Learning About Full-text Search

← Back to Stories (view on slashdot.org)

Learning About Full-text Search

Posted by michael on Thursday December 18, 2003 @02:15AM from the looks-easy-but-isn't dept.

An anonymous reader writes "Tim Bray who's known for XML and has been /.'ed once or twice for that kind of stuff, actually seems to be a search geek and has been writing this endless series of essays on search technology since summer. He says he's finished now - it's like a textbook on searching."

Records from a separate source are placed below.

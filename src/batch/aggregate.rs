//! Ordered aggregation of per-batch payloads.

use crate::batch::pacing::BatchPayload;
use crate::types::{Hit, Payload};
use crate::{Error, Result};

/// Raw-passthrough output: one opaque payload per issued batch, collapsed
/// when exactly one batch was issued.
#[derive(Debug, Clone, PartialEq, Eq)]
pub enum RawBatches {
    Single(String),
    Multiple(Vec<String>),
}

impl RawBatches {
    pub fn len(&self) -> usize {
        match self {
            RawBatches::Single(_) => 1,
            RawBatches::Multiple(items) => items.len(),
        }
    }

    pub fn is_empty(&self) -> bool {
        self.len() == 0
    }

    pub fn into_vec(self) -> Vec<String> {
        match self {
            RawBatches::Single(payload) => vec![payload],
            RawBatches::Multiple(items) => items,
        }
    }
}

/// Flatten per-batch hit arrays into one collection, preserving relative
/// order across and within batches.
pub fn collect_hits(batches: Vec<BatchPayload>) -> Result<Vec<Hit>> {
    let mut out = Vec::new();
    for batch in batches {
        match batch.payload {
            Payload::Json(value) => {
                let hits: Vec<Hit> = serde_json::from_value(value)?;
                out.extend(hits);
            }
            Payload::Text(_) => {
                return Err(Error::invalid_argument(
                    "raw batch payloads cannot be aggregated into hits",
                ))
            }
        }
    }
    Ok(out)
}

/// Collect per-batch payloads verbatim for raw passthrough mode.
pub fn collect_raw(batches: Vec<BatchPayload>) -> RawBatches {
    let mut out: Vec<String> = batches
        .into_iter()
        .map(|batch| match batch.payload {
            Payload::Text(text) => text,
            Payload::Json(value) => value.to_string(),
        })
        .collect();
    if out.len() == 1 {
        RawBatches::Single(out.remove(0))
    } else {
        RawBatches::Multiple(out)
    }
}

#[cfg(test)]
mod tests {
    use super::*;
    use serde_json::json;

    fn json_batch(value: serde_json::Value) -> BatchPayload {
        BatchPayload {
            from_cache: false,
            payload: Payload::Json(value),
        }
    }

    fn text_batch(text: &str) -> BatchPayload {
        BatchPayload {
            from_cache: false,
            payload: Payload::Text(text.to_string()),
        }
    }

    #[test]
    fn test_collect_hits_preserves_order() {
        let batches = vec![
            json_batch(json!([{"query": "a", "_id": "1"}, {"query": "b", "_id": "2"}])),
            json_batch(json!([{"query": "c", "_id": "3"}])),
        ];
        let hits = collect_hits(batches).unwrap();
        let queries: Vec<_> = hits.iter().map(|h| h.query.as_deref().unwrap()).collect();
        assert_eq!(queries, vec!["a", "b", "c"]);
    }

    #[test]
    fn test_collect_hits_empty() {
        assert!(collect_hits(Vec::new()).unwrap().is_empty());
    }

    #[test]
    fn test_collect_raw_collapses_single_batch() {
        let raw = collect_raw(vec![text_batch("[{\"query\":\"a\"}]")]);
        assert_eq!(raw, RawBatches::Single("[{\"query\":\"a\"}]".to_string()));
    }

    #[test]
    fn test_collect_raw_keeps_one_payload_per_batch() {
        let raw = collect_raw(vec![text_batch("[1]"), text_batch("[2]"), text_batch("[3]")]);
        assert_eq!(raw.len(), 3);
        assert_eq!(
            raw.into_vec(),
            vec!["[1]".to_string(), "[2]".to_string(), "[3]".to_string()]
        );
    }
}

17 of 140 comments (clear)

Min score:

Reason:

Sort:

Hold on there by arvindn · 2003-12-18 02:19 · Score: 5, Funny

...has been writing this endless series of essays on search technology since summer. He says he's finished now...
Finished an endless series?
1. Re:Hold on there by MooCows · 2003-12-18 02:22 · Score: 4, Funny
  
  The maximum number of results have been returned.
  
  --
  The path I walk alone is endlessly long.
  30 minutes by bike, 15 by bus.
Re:web page irony by Dreadlord · 2003-12-18 02:23 · Score: 5, Funny

too bad his pages are valid XHTML documents, it would have made an excellent +5 funny comment :(

--
The IT section color scheme sucks.
poor guy by understyled · 2003-12-18 02:27 · Score: 5, Informative

i cringe at the bandwidth demands a slashdotting can bring with it. here's google's cache of the page.

--
Sig (appended to the end of comments you post, 120 chars)
1. Re:poor guy by martingunnarsson · 2003-12-18 02:52 · Score: 4, Insightful
  
  If Google can cache pages and put them online, so should Slashdot. People say copyright issues would be a problem, but in that case, why is Google's online cache any better?
  
  --
  Martin
2. Re:poor guy by Arslan+ibn+Da'ud · 2003-12-18 03:33 · Score: 4, Informative
  
  Slashdot has already considered this. RTFFAQ
  
  --
  Practice Kind Randomness and Beautiful Acts of Nonsense.
3. Re:poor guy by davew2040 · 2003-12-18 03:43 · Score: 4, Insightful
  
  And they considered incorrectly.
4. Re:poor guy by johnteslade · 2003-12-18 04:33 · Score: 5, Informative
  The site is still slashdotted. Each of his papers are on separate pages so here are the google caches of the individual papers:
  
  Table of Contents
  
  Chapter 1: Backgrounder
  
  Chapter 2: The Users
  
  Chapter 3: Basic Basics
  
  Chapter 4: Precision and Recall
  
  Chapter 5: Intelligence
  
  Chapter 6: Squirmy Words
  
  Chapter 7: UI Archeology (No Cache)
  
  Chapter 8: Stopwords
  
  Chapter 9: Metadata
  
  Chapter 10: I18n
  
  Chapter 11: Result Ranking
  
  Chapter 12: Interfaces
  
  Chapter 13: XML
  
  Chapter 14: Robots
  
  I have to write some crap at the end here so i can get past the "Your comment has too few characters per line" error message.
Anti-XML by MattRog · 2003-12-18 02:38 · Score: 4, Interesting

Whether there's going to be a lot of XML around in repositories to search. XML these days is more used in interchange rather than archival applications.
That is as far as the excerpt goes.